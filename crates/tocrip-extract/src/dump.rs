//! JSON export of a decoded ToC

use crate::error::{ExtractError, Result};
use serde::Serialize;
use std::fs::File;
use std::io::{BufWriter, Write};
use std::path::Path;
use tocrip_formats::Toc;
use tracing::info;

/// Serialize `toc` as JSON with a four-space indent
pub fn write_toc_json<W: Write>(toc: &Toc, writer: W) -> serde_json::Result<()> {
    let formatter = serde_json::ser::PrettyFormatter::with_indent(b"    ");
    let mut serializer = serde_json::Serializer::with_formatter(writer, formatter);
    toc.serialize(&mut serializer)
}

/// Render `toc` as a JSON string
pub fn toc_to_json(toc: &Toc) -> serde_json::Result<String> {
    let mut buf = Vec::new();
    write_toc_json(toc, &mut buf)?;
    // serde_json only emits UTF-8
    Ok(String::from_utf8_lossy(&buf).into_owned())
}

/// Write the ToC dump to `path`, replacing any existing file
pub fn dump_toc(toc: &Toc, path: &Path) -> Result<()> {
    let file = File::create(path).map_err(|source| ExtractError::WriteFile {
        path: path.to_path_buf(),
        source,
    })?;
    let mut writer = BufWriter::new(file);

    write_toc_json(toc, &mut writer).map_err(|source| ExtractError::DumpToc {
        path: path.to_path_buf(),
        source,
    })?;
    writer.flush().map_err(|source| ExtractError::WriteFile {
        path: path.to_path_buf(),
        source,
    })?;

    info!("Dumped ToC to {}", path.display());
    Ok(())
}
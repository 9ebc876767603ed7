use std::ptr::NonNull;

pub(crate) type Link<T> = Option<NodeRef<T>>;

// NOTE: This implementation uses Box<T> rather than alloc to allocate space on the heap, because
// Box<T> has the special property that dereferencing it allows a value to be moved out of the heap.

/// A non-owning handle to a node in a [`DoublyList`](super::DoublyList). Both `prev` and `next`
/// are handles of this kind; the list alone owns the allocations.
#[derive(Debug)]
pub(crate) struct NodeRef<T>(pub NonNull<Node<T>>);

impl<T> NodeRef<T> {
    pub fn value<'a>(&self) -> &'a T {
        // SAFETY: A NodeRef only exists for nodes that are linked into a list, and the list keeps
        // them allocated until they are unlinked or the list is dropped.
        unsafe { &(*self.0.as_ptr()).value }
    }

    #[allow(clippy::mut_from_ref)]
    pub fn value_mut<'a>(&self) -> &'a mut T {
        // SAFETY: As above, and the list only hands out one mutable reference at a time.
        unsafe { &mut (*self.0.as_ptr()).value }
    }

    pub fn prev(&self) -> Link<T> {
        // SAFETY: The node is allocated, see NodeRef::value.
        unsafe { (*self.0.as_ptr()).prev }
    }

    #[allow(clippy::mut_from_ref)]
    pub fn prev_mut<'a>(&self) -> &'a mut Link<T> {
        // SAFETY: The node is allocated, see NodeRef::value.
        unsafe { &mut (*self.0.as_ptr()).prev }
    }

    pub fn next(&self) -> Link<T> {
        // SAFETY: The node is allocated, see NodeRef::value.
        unsafe { (*self.0.as_ptr()).next }
    }

    #[allow(clippy::mut_from_ref)]
    pub fn next_mut<'a>(&self) -> &'a mut Link<T> {
        // SAFETY: The node is allocated, see NodeRef::value.
        unsafe { &mut (*self.0.as_ptr()).next }
    }

    pub fn from_node(node: Node<T>) -> NodeRef<T> {
        NodeRef(NonNull::from(Box::leak(Box::new(node))))
    }

    /// Reclaims the node's allocation and moves it out.
    ///
    /// # Safety
    /// The node must no longer be reachable from the list, and this must be the only call to
    /// `take_node` for it.
    pub unsafe fn take_node(self) -> Node<T> {
        // SAFETY: The node was leaked from a Box in from_node and the caller guarantees that it
        // hasn't already been reclaimed.
        unsafe { *Box::from_raw(self.0.as_ptr()) }
    }
}

impl<T> Clone for NodeRef<T> {
    fn clone(&self) -> Self {
        *self
    }
}

impl<T> Copy for NodeRef<T> {}

impl<T> PartialEq for NodeRef<T> {
    fn eq(&self, other: &Self) -> bool {
        self.0 == other.0
    }
}

impl<T> Eq for NodeRef<T> {}

pub(crate) struct Node<T> {
    pub value: T,
    pub prev: Link<T>,
    pub next: Link<T>,
}
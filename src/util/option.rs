use std::hint;

pub(crate) trait OptionExtension<T> {
    unsafe fn unreachable(self) -> T;
}

impl<T> OptionExtension<T> for Option<T> {
    /// Acts like [`Option::unwrap`] but with [`unreachable!`] in the none branch for debug builds
    /// and [`unreachable_unchecked`](hint::unreachable_unchecked) for release builds.
    ///
    /// Used where a list's own invariants rule out [`None`], e.g. the node after a head that is
    /// known to have a successor.
    unsafe fn unreachable(self) -> T {
        match self {
            Some(val) => val,
            None if cfg!(debug_assertions) => unreachable!(),
            // SAFETY: It is the responsibility of the caller to ensure that None is impossible when
            // invoking this method.
            None => unsafe { hint::unreachable_unchecked() },
        }
    }
}
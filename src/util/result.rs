use std::error::Error;

pub(crate) trait ResultExtension<T, E: Error> {
    /// A method similar to [`Result::unwrap`], except that it applies only to types which implement
    /// [`Error`] and panics with the message of the error itself, rather than its [`Debug`]
    /// representation.
    ///
    /// # Panics
    /// Panics if the [`Result`] is an [`Err`].
    fn throw(self) -> T;
}

impl<T, E: Error> ResultExtension<T, E> for Result<T, E> {
    fn throw(self) -> T {
        match self {
            Ok(val) => val,
            Err(error) => panic!("{error}"),
        }
    }
}
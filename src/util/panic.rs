macro_rules! assert_panics {
    ($run:block) => {
        assert_panics!($run, "assertion failed to panic")
    };
    ($run:block, $msg:literal) => {
        assert!(
            std::panic::catch_unwind(std::panic::AssertUnwindSafe(|| $run)).is_err(),
            $msg
        );
    };
}

pub(crate) use assert_panics;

════════════════════

Each line above is to be copied exactly as written.

RESPONSE TO THE EXERCISE:
filename crates/tocrip-extract/src/dump.rs
//! JSON export of a decoded ToC

use crate::error::{ExtractError, Result};
use serde::Serialize;
use std::fs::File;
use std::io::{BufWriter, Write};
use std::path::Path;
use tocrip_formats::Toc;
use tracing::info;

/// Serialize `toc` as JSON with a four-space indent
pub fn write_toc_json<W: Write>(toc: &Toc, writer: W) -> serde_json::Result<()> {
    let formatter = serde_json::ser::PrettyFormatter::with_indent(b"    ");
    let mut serializer = serde_json::Serializer::with_formatter(writer, formatter);
    toc.serialize(&mut serializer)
}

/// Render `toc` as a JSON string
pub fn toc_to_json(toc: &Toc) -> serde_json::Result<String> {
    let mut buf = Vec::new();
    write_toc_json(toc, &mut buf)?;
    // serde_json only emits UTF-8
    Ok(String::from_utf8_lossy(&buf).into_owned())
}

/// Write the ToC dump to `path`, replacing any existing file
pub fn dump_toc(toc: &Toc, path: &Path) -> Result<()> {
    let file = File::create(path).map_err(|source| ExtractError::WriteFile {
        path: path.to_path_buf(),
        source,
    })?;
    let mut writer = BufWriter::new(file);

    write_toc_json(toc, &mut writer).map_err(|source| ExtractError::DumpToc {
        path: path.to_path_buf(),
        source,
    })?;
    writer.flush().map_err(|source| ExtractError::WriteFile {
        path: path.to_path_buf(),
        source,
    })?;

    info!("Dumped ToC to {}", path.display());
    Ok(())
}
repository 9ebc876767603ed7
use std::ptr::NonNull;

pub(crate) type Link<T> = Option<NodeRef<T>>;

// NOTE: This implementation uses Box<T> rather than alloc to allocate space on the heap, because
// Box<T> has the special property that dereferencing it allows a value to be moved out of the heap.

/// A non-owning handle to a node in a [`DoublyList`](super::DoublyList). Both `prev` and `next`
/// are handles of this kind; the list alone owns the allocations.
#[derive(Debug)]
pub(crate) struct NodeRef<T>(pub NonNull<Node<T>>);

impl<T> NodeRef<T> {
    pub fn value<'a>(&self) -> &'a T {
        // SAFETY: A NodeRef only exists for nodes that are linked into a list, and the list keeps
        // them allocated until they are unlinked or the list is dropped.
        unsafe { &(*self.0.as_ptr()).value }
    }

    #[allow(clippy::mut_from_ref)]
    pub fn value_mut<'a>(&self) -> &'a mut T {
        // SAFETY: As above, and the list only hands out one mutable reference at a time.
        unsafe { &mut (*self.0.as_ptr()).value }
    }

    pub fn prev(&self) -> Link<T> {
        // SAFETY: The node is allocated, see NodeRef::value.
        unsafe { (*self.0.as_ptr()).prev }
    }

    #[allow(clippy::mut_from_ref)]
    pub fn prev_mut<'a>(&self) -> &'a mut Link<T> {
        // SAFETY: The node is allocated, see NodeRef::value.
        unsafe { &mut (*self.0.as_ptr()).prev }
    }

    pub fn next(&self) -> Link<T> {
        // SAFETY: The node is allocated, see NodeRef::value.
        unsafe { (*self.0.as_ptr()).next }
    }

    #[allow(clippy::mut_from_ref)]
    pub fn next_mut<'a>(&self) -> &'a mut Link<T> {
        // SAFETY: The node is allocated, see NodeRef::value.
        unsafe { &mut (*self.0.as_ptr()).next }
    }

    pub fn from_node(node: Node<T>) -> NodeRef<T> {
        NodeRef(NonNull::from(Box::leak(Box::new(node))))
    }

    /// Reclaims the node's allocation and moves it out.
    ///
    /// # Safety
    /// The node must no longer be reachable from the list, and this must be the only call to
    /// `take_node` for it.
    pub unsafe fn take_node(self) -> Node<T> {
        // SAFETY: The node was leaked from a Box in from_node and the caller guarantees that it
        // hasn't already been reclaimed.
        unsafe { *Box::from_raw(self.0.as_ptr()) }
    }
}

impl<T> Clone for NodeRef<T> {
    fn clone(&self) -> Self {
        *self
    }
}

impl<T> Copy for NodeRef<T> {}

impl<T> PartialEq for NodeRef<T> {
    fn eq(&self, other: &Self) -> bool {
        self.0 == other.0
    }
}

impl<T> Eq for NodeRef<T> {}

pub(crate) struct Node<T> {
    pub value: T,
    pub prev: Link<T>,
    pub next: Link<T>,
}
filename src/util/option.rs
use std::hint;

pub(crate) trait OptionExtension<T> {
    unsafe fn unreachable(self) -> T;
}

impl<T> OptionExtension<T> for Option<T> {
    /// Acts like [`Option::unwrap`] but with [`unreachable!`] in the none branch for debug builds
    /// and [`unreachable_unchecked`](hint::unreachable_unchecked) for release builds.
    ///
    /// Used where a list's own invariants rule out [`None`], e.g. the node after a head that is
    /// known to have a successor.
    unsafe fn unreachable(self) -> T {
        match self {
            Some(val) => val,
            None if cfg!(debug_assertions) => unreachable!(),
            // SAFETY: It is the responsibility of the caller to ensure that None is impossible when
            // invoking this method.
            None => unsafe { hint::unreachable_unchecked() },
        }
    }
}
filename src/util/result.rs
use std::error::Error;

pub(crate) trait ResultExtension<T, E: Error> {
    /// A method similar to [`Result::unwrap`], except that it applies only to types which implement
    /// [`Error`] and panics with the message of the error itself, rather than its [`Debug`]
    /// representation.
    ///
    /// # Panics
    /// Panics if the [`Result`] is an [`Err`].
    fn throw(self) -> T;
}

impl<T, E: Error> ResultExtension<T, E> for Result<T, E> {
    fn throw(self) -> T {
        match self {
            Ok(val) => val,
            Err(error) => panic!("{error}"),
        }
    }
}
filename src/util/panic.rs
macro_rules! assert_panics {
    ($run:block) => {
        assert_panics!($run, "assertion failed to panic")
    };
    ($run:block, $msg:literal) => {
        assert!(
            std::panic::catch_unwind(std::panic::AssertUnwindSafe(|| $run)).is_err(),
            $msg
        );
    };
}

pub(crate) use assert_panics;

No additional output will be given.